Problem to solve:
Every line of the data that includes "Real" should be copied out.

#### Available data

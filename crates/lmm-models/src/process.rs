//! Lognormal forward-rate dynamics under the spot measure.
//!
//! For every rate not yet reset (`k >= m`, `m` the next reset index)
//!
//! ```text
//! dx_k / x_k = μ_k dt + D_k · dW,
//! μ_k = Σ_{j=m}^{k} τ_j x_j / (1 + τ_j x_j) · C_jk − ½ C_kk
//! ```
//!
//! and rates that have already reset are frozen.

use crate::covariance::CovarianceParameterization;
use crate::schedule::ForwardRateSchedule;
use crate::stochastic_process::StochasticProcess;
use lmm_core::{ensure, errors::Result, DiscountFactor, Rate, Real, Time};
use lmm_math::Matrix;
use std::sync::Arc;

/// Forward-rate process driven by a covariance parameterization.
#[derive(Debug, Clone)]
pub struct LiborForwardProcess {
    schedule: ForwardRateSchedule,
    covariance: Arc<dyn CovarianceParameterization>,
}

impl LiborForwardProcess {
    /// Process on `schedule` with the given covariance.
    pub fn new(schedule: ForwardRateSchedule, covariance: Arc<dyn CovarianceParameterization>) -> Result<Self> {
        ensure!(
            covariance.size() == schedule.size(),
            "covariance describes {} rates, schedule has {}",
            covariance.size(),
            schedule.size()
        );
        Ok(Self { schedule, covariance })
    }

    /// Replace the covariance, e.g. after recalibration.
    pub fn set_covariance(&mut self, covariance: Arc<dyn CovarianceParameterization>) -> Result<()> {
        ensure!(
            covariance.size() == self.schedule.size(),
            "covariance describes {} rates, schedule has {}",
            covariance.size(),
            self.schedule.size()
        );
        self.covariance = covariance;
        Ok(())
    }

    /// Current covariance parameterization.
    pub fn covariance_parameterization(&self) -> &Arc<dyn CovarianceParameterization> {
        &self.covariance
    }

    /// Underlying schedule.
    pub fn schedule(&self) -> &ForwardRateSchedule {
        &self.schedule
    }

    /// Fixing times.
    pub fn fixing_times(&self) -> &[Time] {
        self.schedule.fixing_times()
    }

    /// Accrual start times.
    pub fn accrual_start_times(&self) -> &[Time] {
        self.schedule.accrual_start_times()
    }

    /// Accrual end times.
    pub fn accrual_end_times(&self) -> &[Time] {
        self.schedule.accrual_end_times()
    }

    /// Accrual fractions.
    pub fn accrual_periods(&self) -> &[Time] {
        self.schedule.accrual_periods()
    }

    /// First rate with a fixing after `t`, clamped to the last rate.
    pub fn next_index_reset(&self, t: Time) -> usize {
        self.schedule.next_index_reset(t)
    }

    /// `x0 · exp(dx)` component-wise.
    pub fn apply(&self, x0: &[Real], dx: &[Real]) -> Vec<Real> {
        x0.iter().zip(dx).map(|(x, d)| x * d.exp()).collect()
    }

    /// Path-wise discount factors `Π_{j<=i} 1/(1 + τ_j r_j)` to each
    /// accrual end.
    pub fn discount_bonds(&self, rates: &[Rate]) -> Result<Vec<DiscountFactor>> {
        ensure!(
            rates.len() == self.size(),
            "expected {} rates, got {}",
            self.size(),
            rates.len()
        );
        let mut df = 1.0;
        Ok(rates
            .iter()
            .zip(self.accrual_periods())
            .map(|(r, tau)| {
                df /= 1.0 + tau * r;
                df
            })
            .collect())
    }

    fn check_state(&self, x: &[Real]) -> Result<()> {
        ensure!(
            x.len() == self.size(),
            "state has {} rates, process has {}",
            x.len(),
            self.size()
        );
        Ok(())
    }

    /// `Σ_{j=m}^{k} w_j C_jk − ½ C_kk`.
    fn drift_term(weights: &[Real], covariance: &Matrix, m: usize, k: usize) -> Real {
        let carry: Real = (m..=k).map(|j| weights[j] * covariance[(j, k)]).sum();
        carry - 0.5 * covariance[(k, k)]
    }
}

impl StochasticProcess for LiborForwardProcess {
    fn size(&self) -> usize {
        self.schedule.size()
    }

    fn factors(&self) -> usize {
        self.covariance.factors()
    }

    fn initial_values(&self) -> Vec<Real> {
        self.schedule.initial_forwards().to_vec()
    }

    fn drift(&self, t: Time, x: &[Real]) -> Result<Vec<Real>> {
        self.check_state(x)?;
        let covariance = self.covariance.covariance(t, x)?;
        let m = self.next_index_reset(t);
        let weights = self.schedule.accrual_weights(x);
        Ok((0..self.size())
            .map(|k| if k >= m { Self::drift_term(&weights, &covariance, m, k) } else { 0.0 })
            .collect())
    }

    fn diffusion(&self, t: Time, x: &[Real]) -> Result<Matrix> {
        self.covariance.diffusion(t, x)
    }

    fn expectation(&self, t: Time, x: &[Real], dt: Time) -> Result<Vec<Real>> {
        let mu = self.drift(t, x)?;
        let dx: Vec<Real> = mu.iter().map(|m| m * dt).collect();
        Ok(self.apply(x, &dx))
    }

    /// Predictor-corrector step: the drift is averaged between the start
    /// state and the state predicted with the start drift, with the same
    /// Brownian increment.
    fn evolve(&self, t: Time, x: &[Real], dt: Time, dw: &[Real]) -> Result<Vec<Real>> {
        self.check_state(x)?;
        ensure!(
            dw.len() == self.factors(),
            "expected {} Brownian increments, got {}",
            self.factors(),
            dw.len()
        );
        let n = self.size();
        let m = self.next_index_reset(t);
        let sqrt_dt = dt.sqrt();
        let tau = self.accrual_periods();
        let diffusion = self.covariance.diffusion(t, x)?;
        let covariance = self.covariance.covariance(t, x)?;

        let mut start = vec![0.0; n];
        let mut predicted = vec![0.0; n];
        let mut result = x.to_vec();
        for k in m..n {
            let y = tau[k] * x[k];
            start[k] = y / (1.0 + y);
            let d = Self::drift_term(&start, &covariance, m, k) * dt;
            let r = diffusion.row_dot_vec(k, dw) * sqrt_dt;
            let y_predicted = y * (d + r).exp();
            predicted[k] = y_predicted / (1.0 + y_predicted);
            let d_predicted = Self::drift_term(&predicted, &covariance, m, k) * dt;
            result[k] = x[k] * (0.5 * (d + d_predicted) + r).exp();
        }
        Ok(result)
    }
}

########

Written answer:
use lmm_core::{ensure, errors::Result, DiscountFactor, Rate, Real, Time};
    pub fn apply(&self, x0: &[Real], dx: &[Real]) -> Vec<Real> {
    fn check_state(&self, x: &[Real]) -> Result<()> {
    fn drift_term(weights: &[Real], covariance: &Matrix, m: usize, k: usize) -> Real {
        let carry: Real = (m..=k).map(|j| weights[j] * covariance[(j, k)]).sum();
    fn initial_values(&self) -> Vec<Real> {
    fn drift(&self, t: Time, x: &[Real]) -> Result<Vec<Real>> {
    fn diffusion(&self, t: Time, x: &[Real]) -> Result<Matrix> {
    fn expectation(&self, t: Time, x: &[Real], dt: Time) -> Result<Vec<Real>> {
        let dx: Vec<Real> = mu.iter().map(|m| m * dt).collect();
    fn evolve(&self, t: Time, x: &[Real], dt: Time, dw: &[Real]) -> Result<Vec<Real>> {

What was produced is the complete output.